For the full financial year, Ather delivered 2.63 lakh electric two-wheelers, registering 69% annual growth. Total income reached ₹3,823 crore, marking the company's strongest yearly revenue performance so far.

The company also continued expanding its physical presence across India. By the end of FY26, Ather operated around 700 Experience Centres, almost doubling its retail footprint compared with the previous year. Its service network expanded to nearly 550 centres, while its public charging ecosystem crossed 6,000 charging points nationwide.

The rapid expansion of retail, service and charging infrastructure has strengthened the company's competitive position as electric vehicle adoption accelerates.


Stock has rewarded investors handsomely

Ather Energy's share price has significantly outperformed the broader market across multiple timeframes.

The stock has surged nearly 200% over the past twelve months. It has also gained approximately 35% during 2026, around 40% over the past six months and about 5% in the last month alone.

The stock has traded between a 52-week low of ₹318.60 and a high of ₹1,069, highlighting the magnitude of the rally.

The strong price appreciation, however, has naturally raised questions about whether future business growth can justify current valuations.

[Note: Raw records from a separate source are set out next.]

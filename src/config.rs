use crate::error::{Error, Result};
use crate::executor::PanicStrategy;
use std::time::Duration;

const MAX_WORKER_THREADS: usize = 1024;
const MAX_LEEWAY: Duration = Duration::from_secs(1);

#[derive(Debug, Clone)]
pub struct Config {
    pub worker_threads: Option<usize>,
    pub leeway: Duration,
    pub thread_name_prefix: String,
    pub stack_size: Option<usize>,
    pub adjust_thread_priority: bool,
    pub scale_by_weight: bool,
    pub panic_strategy: PanicStrategy,
}

impl Default for Config {
    fn default() -> Self {
        Self {
            worker_threads: None,
            leeway: Duration::ZERO,
            thread_name_prefix: "qc".to_string(),
            stack_size: Some(2 * 1024 * 1024),
            adjust_thread_priority: true,
            scale_by_weight: true,
            panic_strategy: PanicStrategy::default(),
        }
    }
}

impl Config {
    pub fn builder() -> ConfigBuilder {
        ConfigBuilder::new()
    }

    pub fn validate(&self) -> Result<()> {
        if let Some(n) = self.worker_threads {
            if n == 0 {
                return Err(Error::config("worker_threads must be > 0"));
            }
            if n > MAX_WORKER_THREADS {
                return Err(Error::config("worker_threads too large (max 1024)"));
            }
        }

        if self.leeway > MAX_LEEWAY {
            return Err(Error::config("leeway must not exceed 1s"));
        }

        if self.thread_name_prefix.is_empty() {
            return Err(Error::config("thread_name_prefix must not be empty"));
        }

        Ok(())
    }

    /// Width of a concurrent context before weight-class scaling.
    pub fn worker_threads(&self) -> usize {
        self.worker_threads.unwrap_or_else(num_cpus::get)
    }
}

#[derive(Debug, Default)]
pub struct ConfigBuilder {
    config: Config,
}

impl ConfigBuilder {
    pub fn new() -> Self {
        Self {
            config: Config::default(),
        }
    }

    pub fn worker_threads(mut self, n: usize) -> Self {
        self.config.worker_threads = Some(n);
        self
    }

    pub fn leeway(mut self, leeway: Duration) -> Self {
        self.config.leeway = leeway;
        self
    }

    pub fn thread_name_prefix<S: Into<String>>(mut self, prefix: S) -> Self {
        self.config.thread_name_prefix = prefix.into();
        self
    }

    pub fn stack_size(mut self, size: usize) -> Self {
        self.config.stack_size = Some(size);
        self
    }

    pub fn adjust_thread_priority(mut self, adjust: bool) -> Self {
        self.config.adjust_thread_priority = adjust;
        self
    }

    pub fn scale_by_weight(mut self, scale: bool) -> Self {
        self.config.scale_by_weight = scale;
        self
    }

    pub fn panic_strategy(mut self, strategy: PanicStrategy) -> Self {
        self.config.panic_strategy = strategy;
        self
    }

    pub fn build(self) -> Result<Config> {
        self.config.validate()?;
        Ok(self.config)
    }
}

SBI Securities remains optimistic

Despite the sharp rally, SBI Securities continues to maintain a constructive long-term view on Ather Energy.

According to Sunny Agrawal, Head of Fundamental Research at SBI Securities, the company continues to outperform overall industry growth.

He believes Ather's expanding product portfolio, widening sales network and increasing market share provide a solid platform for sustained long-term growth.

Another important catalyst is the company's upcoming greenfield manufacturing facility in Maharashtra, which is expected to significantly increase production capacity by FY27 and help meet growing demand.

SBI Securities also believes easing commodity prices should reduce pressure on raw material costs after a challenging inflationary period.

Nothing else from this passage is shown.